### WORK TO BE COMPLETED
Output only the lines from the start of the entries through the line holding "Device Transport Configuration". Each line must match the original exactly.

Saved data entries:
══════════════════════════════

//! Gateway configuration
//!
//! Configuration types for the device bridges, the heater simulator and
//! the asset handler.

use serde::{Deserialize, Serialize};

use crate::heater::HeaterMode;

// =============================================================================
// Device Transport Configuration
// =============================================================================

/// Which device implementation backs a bridge
#[derive(Debug, Clone, Serialize, Deserialize)]
#[serde(tag = "type", rename_all = "lowercase")]
pub enum DeviceTransportConfig {
    /// Raw SocketCAN socket (Linux only)
    SocketCan,
    /// In-memory device for testing
    Mock(MockDeviceConfig),
}

impl Default for DeviceTransportConfig {
    fn default() -> Self {
        Self::Mock(MockDeviceConfig::default())
    }
}

/// Mock device configuration
#[derive(Debug, Clone, Default, Serialize, Deserialize)]
pub struct MockDeviceConfig {
    /// Feed every written frame back as an incoming frame
    #[serde(default)]
    pub loopback: bool,
}

// =============================================================================
// CAN Bridge
// =============================================================================

#[derive(Debug, Clone, Serialize, Deserialize)]
pub struct CanGatewayConfig {
    /// CAN interface name (e.g., "can0")
    #[serde(default = "default_can_interface")]
    pub interface: String,
    /// CAN id used for downlink frames without a `can.id` metric
    #[serde(default = "default_downlink_id")]
    pub downlink_id: u32,
    /// How long a single receive attempt blocks
    #[serde(default = "default_read_timeout_ms")]
    pub read_timeout_ms: u64,
    #[serde(default)]
    pub device: DeviceTransportConfig,
}

fn default_can_interface() -> String {
    "can0".to_string()
}

fn default_downlink_id() -> u32 {
    0x100
}

fn default_read_timeout_ms() -> u64 {
    100
}

impl Default for CanGatewayConfig {
    fn default() -> Self {
        Self {
            interface: default_can_interface(),
            downlink_id: default_downlink_id(),
            read_timeout_ms: default_read_timeout_ms(),
            device: DeviceTransportConfig::default(),
        }
    }
}

// =============================================================================
// Serial Bridge
// =============================================================================

#[derive(Debug, Clone, Copy, Default, PartialEq, Eq, Serialize, Deserialize)]
#[serde(rename_all = "lowercase")]
pub enum Parity {
    #[default]
    None,
    Even,
    Odd,
}

/// Port settings for a serial device
#[derive(Debug, Clone, PartialEq, Serialize, Deserialize)]
pub struct SerialSettings {
    #[serde(default = "default_serial_port")]
    pub port: String,
    #[serde(default = "default_baud_rate")]
    pub baud_rate: u32,
    #[serde(default = "default_data_bits")]
    pub data_bits: u8,
    #[serde(default)]
    pub parity: Parity,
    #[serde(default = "default_stop_bits")]
    pub stop_bits: u8,
}

fn default_serial_port() -> String {
    "/dev/ttyUSB0".to_string()
}

fn default_baud_rate() -> u32 {
    115_200
}

fn default_data_bits() -> u8 {
    8
}

fn default_stop_bits() -> u8 {
    1
}

impl Default for SerialSettings {
    fn default() -> Self {
        Self {
            port: default_serial_port(),
            baud_rate: default_baud_rate(),
            data_bits: default_data_bits(),
            parity: Parity::None,
            stop_bits: default_stop_bits(),
        }
    }
}

#[derive(Debug, Clone, Serialize, Deserialize)]
pub struct SerialGatewayConfig {
    #[serde(flatten)]
    pub settings: SerialSettings,
    /// Write received bytes straight back to the port
    #[serde(default)]
    pub echo: bool,
    /// Byte that terminates an uplink line
    #[serde(default = "default_delimiter")]
    pub delimiter: u8,
    /// Sleep between polls when no data is pending
    #[serde(default = "default_poll_interval_ms")]
    pub poll_interval_ms: u64,
    /// Lines longer than this are discarded
    #[serde(default = "default_max_line")]
    pub max_line: usize,
    #[serde(default)]
    pub device: DeviceTransportConfig,
}

fn default_delimiter() -> u8 {
    b'\n'
}

fn default_poll_interval_ms() -> u64 {
    100
}

fn default_max_line() -> usize {
    4096
}

impl Default for SerialGatewayConfig {
    fn default() -> Self {
        Self {
            settings: SerialSettings::default(),
            echo: false,
            delimiter: default_delimiter(),
            poll_interval_ms: default_poll_interval_ms(),
            max_line: default_max_line(),
            device: DeviceTransportConfig::default(),
        }
    }
}

// =============================================================================
// Heater Simulator
// =============================================================================

#[derive(Debug, Clone, Serialize, Deserialize)]
pub struct HeaterConfig {
    /// Handler id the heater registers under
    #[serde(default = "default_heater_id")]
    pub id: String,
    #[serde(default = "default_publish_interval_ms")]
    pub publish_interval_ms: u64,
    #[serde(default = "default_initial_temperature")]
    pub initial_temperature: f64,
    #[serde(default = "default_external_temperature")]
    pub external_temperature: f64,
    #[serde(default = "default_set_point")]
    pub set_point: f64,
    /// Degrees per step towards the set point
    #[serde(default = "default_temperature_increment")]
    pub temperature_increment: f64,
    #[serde(default)]
    pub mode: HeaterMode,
}

fn default_heater_id() -> String {
    "heater".to_string()
}

fn default_publish_interval_ms() -> u64 {
    2000
}

fn default_initial_temperature() -> f64 {
    18.0
}

fn default_external_temperature() -> f64 {
    9.0
}

fn default_set_point() -> f64 {
    21.0
}

fn default_temperature_increment() -> f64 {
    0.5
}

impl Default for HeaterConfig {
    fn default() -> Self {
        Self {
            id: default_heater_id(),
            publish_interval_ms: default_publish_interval_ms(),
            initial_temperature: default_initial_temperature(),
            external_temperature: default_external_temperature(),
            set_point: default_set_point(),
            temperature_increment: default_temperature_increment(),
            mode: HeaterMode::default(),
        }
    }
}

// =============================================================================
// Assets
// =============================================================================

/// Handler id and the assets served under it
#[derive(Debug, Clone, Serialize, Deserialize)]
pub struct AssetsConfig {
    #[serde(default = "default_assets_id")]
    pub id: String,
    #[serde(default)]
    pub assets: Vec<AssetConfig>,
}

fn default_assets_id() -> String {
    "ASSET-V1".to_string()
}

impl Default for AssetsConfig {
    fn default() -> Self {
        Self {
            id: default_assets_id(),
            assets: Vec::new(),
        }
    }
}

#[derive(Debug, Clone, Serialize, Deserialize)]
pub struct AssetConfig {
    pub name: String,
    #[serde(default)]
    pub channels: Vec<ChannelConfig>,
}

#[derive(Debug, Clone, Serialize, Deserialize)]
pub struct ChannelConfig {
    pub name: String,
    #[serde(rename = "type")]
    pub value_type: crate::asset::ChannelValueType,
    #[serde(default)]
    pub mode: crate::asset::ChannelMode,
    /// Value reported before the first write
    #[serde(default, skip_serializing_if = "Option::is_none")]
    pub initial: Option<serde_json::Value>,
}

══════════════════════════════

### SOLVED EXERCISE
//! Gateway configuration
//!
//! Configuration types for the device bridges, the heater simulator and
//! the asset handler.

use serde::{Deserialize, Serialize};

use crate::heater::HeaterMode;

// =============================================================================
// Device Transport Configuration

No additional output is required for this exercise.